MATERIAL TO PROCESS -
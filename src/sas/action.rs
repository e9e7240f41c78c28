//! Grounded actions with cached add/delete lists

use super::state::{State, Value};
use serde::{Deserialize, Serialize};
use std::fmt;

/// Suffix the all-outcomes determinizer appends to each outcome of a
/// non-deterministic operator, followed by the outcome index.
pub const DETERMINIZATION_SUFFIX: &str = "_DETDUP_";

/// A grounded operator name split into its parts.
///
/// `put-on-block_DETDUP_1 b1 b4` has name `put-on-block_DETDUP_1`, prefix
/// `put-on-block`, outcome `Some(1)` and arguments `[b1, b4]`.
#[derive(Debug, Clone, PartialEq, Eq)]
pub struct ActionName {
    pub name: String,
    pub prefix: String,
    pub outcome: Option<usize>,
    pub arguments: Vec<String>,
}

impl ActionName {
    /// Split an operator header line; `None` if the line is blank
    pub fn parse(header: &str) -> Option<Self> {
        let mut tokens = header.split_whitespace();
        let name = tokens.next()?.to_string();
        let arguments: Vec<String> = tokens.map(str::to_string).collect();

        let (prefix, outcome) = match find_suffix(&name) {
            Some(pos) => {
                let index = &name[pos + DETERMINIZATION_SUFFIX.len()..];
                (name[..pos].to_string(), index.parse::<usize>().ok())
            }
            None => (name.clone(), None),
        };

        Some(Self {
            name,
            prefix,
            outcome,
            arguments,
        })
    }
}

/// Case-insensitive search for the determinizer suffix
fn find_suffix(name: &str) -> Option<usize> {
    name.to_ascii_uppercase().find(DETERMINIZATION_SUFFIX)
}

/// Render `name(arg1,arg2)`, the key format used by the encoder and the solver answers
pub fn action_key(name: &str, arguments: &[String]) -> String {
    format!("{}({})", name, arguments.join(","))
}

/// A single value change of an operator: `var` goes from `prev` (possibly
/// undefined) to `next`.
#[derive(Debug, Clone, Copy, PartialEq, Eq)]
pub struct ValueChange {
    pub var: usize,
    pub prev: Value,
    pub next: usize,
}

/// STRIPS view of one effect
#[derive(Debug, Clone, PartialEq, Eq, Serialize, Deserialize)]
pub struct Strips {
    /// Same as the effect itself
    pub add: State,
    /// Per variable, the values that stop holding
    pub delete: Vec<Vec<usize>>,
}

impl Strips {
    /// Derive add/delete lists of `effect` under `precondition`.
    ///
    /// A variable set by the effect deletes the precondition value when the
    /// precondition mentions it, and every other domain value otherwise.
    pub fn derive(precondition: &State, effect: &State, domain_sizes: &[usize]) -> Self {
        let mut delete = vec![Vec::new(); effect.len()];
        for (var, value) in effect.defined() {
            delete[var] = match precondition.get(var) {
                Value::Defined(prev) => vec![prev],
                Value::Undefined => {
                    let size = domain_sizes.get(var).copied().unwrap_or(0);
                    (0..size).filter(|&other| other != value).collect()
                }
            };
        }
        Self {
            add: effect.clone(),
            delete,
        }
    }

    /// `(var, value)` pairs of the delete list in variable order
    pub fn deleted(&self) -> impl Iterator<Item = (usize, usize)> + '_ {
        self.delete
            .iter()
            .enumerate()
            .flat_map(|(var, values)| values.iter().map(move |&v| (var, v)))
    }
}

/// A grounded action: one precondition and one or more possible effects.
///
/// Add/delete lists are computed once when the action is built and never
/// change afterwards.
#[derive(Debug, Clone, PartialEq, Eq, Serialize, Deserialize)]
pub struct Action {
    name: String,
    prefix: String,
    outcome: Option<usize>,
    arguments: Vec<String>,
    precondition: State,
    effects: Vec<State>,
    strips: Vec<Strips>,
    cost: u32,
}

impl Action {
    /// Build a deterministic action from an operator's value changes.
    ///
    /// Every change with a defined previous value is lifted into the
    /// action's precondition.
    pub fn new(
        name: ActionName,
        mut precondition: State,
        changes: &[ValueChange],
        cost: u32,
        domain_sizes: &[usize],
    ) -> Self {
        let mut effect = State::undefined(precondition.len());
        for change in changes {
            if change.prev.is_defined() {
                precondition.set(change.var, change.prev);
            }
            effect.set(change.var, Value::Defined(change.next));
        }

        let strips = vec![Strips::derive(&precondition, &effect, domain_sizes)];
        Self {
            name: name.name,
            prefix: name.prefix,
            outcome: name.outcome,
            arguments: name.arguments,
            precondition,
            effects: vec![effect],
            strips,
            cost,
        }
    }

    /// Merge the determinized outcomes of one operator into a single
    /// non-deterministic action.
    ///
    /// The precondition is the first outcome's; effect `i` (and its cached
    /// add/delete lists) come from outcome `i`.
    pub fn merge(outcomes: &[Action]) -> Option<Self> {
        let first = outcomes.first()?;
        Some(Self {
            name: first.prefix.clone(),
            prefix: first.prefix.clone(),
            outcome: None,
            arguments: first.arguments.clone(),
            precondition: first.precondition.clone(),
            effects: outcomes.iter().flat_map(|a| a.effects.clone()).collect(),
            strips: outcomes.iter().flat_map(|a| a.strips.clone()).collect(),
            cost: first.cost,
        })
    }

    pub fn name(&self) -> &str {
        &self.name
    }

    /// Lifted (pre-determinization) name
    pub fn prefix(&self) -> &str {
        &self.prefix
    }

    /// Determinization outcome index, if the operator carried one
    pub fn outcome(&self) -> Option<usize> {
        self.outcome
    }

    pub fn arguments(&self) -> &[String] {
        &self.arguments
    }

    pub fn precondition(&self) -> &State {
        &self.precondition
    }

    pub fn effects(&self) -> &[State] {
        &self.effects
    }

    pub fn effect(&self, index: usize) -> Option<&State> {
        self.effects.get(index)
    }

    pub fn strips(&self, index: usize) -> Option<&Strips> {
        self.strips.get(index)
    }

    pub fn cost(&self) -> u32 {
        self.cost
    }

    pub fn is_nondeterministic(&self) -> bool {
        self.effects.len() > 1
    }

    /// Grounded key, e.g. `pick-up_DETDUP_1(b2,b4)`
    pub fn key(&self) -> String {
        action_key(&self.name, &self.arguments)
    }

    /// Key of the non-deterministic group, e.g. `pick-up(b2,b4)`
    pub fn group_key(&self) -> String {
        action_key(&self.prefix, &self.arguments)
    }
}

impl fmt::Display for Action {
    fn fmt(&self, f: &mut fmt::Formatter<'_>) -> fmt::Result {
        write!(f, "{}", self.key())
    }
}

#[cfg(test)]
mod tests {
    use super::*;

    fn put_on_block() -> Action {
        // var6 must be 0 before the change; var0 and var5 are unconstrained
        let name = ActionName::parse("put-on-block_DETDUP_1 b1 b4").unwrap();
        let precondition = State::from_pairs(8, &[(3, 0)]);
        let changes = [
            ValueChange { var: 0, prev: Value::Undefined, next: 0 },
            ValueChange { var: 5, prev: Value::Undefined, next: 0 },
            ValueChange { var: 6, prev: Value::Defined(0), next: 6 },
        ];
        Action::new(name, precondition, &changes, 1, &[2, 2, 2, 2, 2, 2, 8, 2])
    }

    #[test]
    fn test_name_parsing() {
        let name = ActionName::parse("pick-up_DETDUP_1 b2 b4").unwrap();
        assert_eq!(name.name, "pick-up_DETDUP_1");
        assert_eq!(name.prefix, "pick-up");
        assert_eq!(name.outcome, Some(1));
        assert_eq!(name.arguments, vec!["b2", "b4"]);

        let plain = ActionName::parse("put-down b1").unwrap();
        assert_eq!(plain.prefix, "put-down");
        assert_eq!(plain.outcome, None);

        assert!(ActionName::parse("   ").is_none());
    }

    #[test]
    fn test_precondition_lifting() {
        let action = put_on_block();
        assert_eq!(action.precondition().get(3), Value::Defined(0));
        assert_eq!(action.precondition().get(6), Value::Defined(0));
        assert_eq!(action.precondition().get(0), Value::Undefined);
        assert_eq!(action.key(), "put-on-block_DETDUP_1(b1,b4)");
        assert_eq!(action.group_key(), "put-on-block(b1,b4)");
    }

    #[test]
    fn test_strips_lists() {
        let action = put_on_block();
        let strips = action.strips(0).unwrap();

        assert_eq!(strips.add, action.effects()[0]);
        // defined in precondition: only the previous value is deleted
        assert_eq!(strips.delete[6], vec![0]);
        // not in precondition: every other value is deleted
        assert_eq!(strips.delete[0], vec![1]);
        assert!(strips.delete[1].is_empty());
    }

    #[test]
    fn test_strips_are_stable() {
        let action = put_on_block();
        let first = action.strips(0).cloned();
        let again = Strips::derive(action.precondition(), &action.effects()[0], &[2, 2, 2, 2, 2, 2, 8, 2]);
        assert_eq!(first, Some(again));
    }

    #[test]
    fn test_merge_outcomes() {
        let precondition = State::from_pairs(2, &[(0, 0)]);
        let a = Action::new(
            ActionName::parse("move_DETDUP_0 l1").unwrap(),
            precondition.clone(),
            &[ValueChange { var: 0, prev: Value::Undefined, next: 1 }],
            1,
            &[2, 2],
        );
        let b = Action::new(
            ActionName::parse("move_DETDUP_1 l1").unwrap(),
            precondition,
            &[ValueChange { var: 1, prev: Value::Undefined, next: 1 }],
            1,
            &[2, 2],
        );

        let merged = Action::merge(&[a, b]).unwrap();
        assert!(merged.is_nondeterministic());
        assert_eq!(merged.key(), "move(l1)");
        assert_eq!(merged.effects().len(), 2);
        assert_eq!(merged.strips(1).unwrap().delete[1], vec![0]);
        assert!(Action::merge(&[]).is_none());
    }
}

TASK OBJECTIVE -
Extract all lines from the material above that include the word "again".

ANSWER TO THIS TASK -
        let again = Strips::derive(action.precondition(), &action.effects()[0], &[2, 2, 2, 2, 2, 2, 8, 2]);
        assert_eq!(first, Some(again));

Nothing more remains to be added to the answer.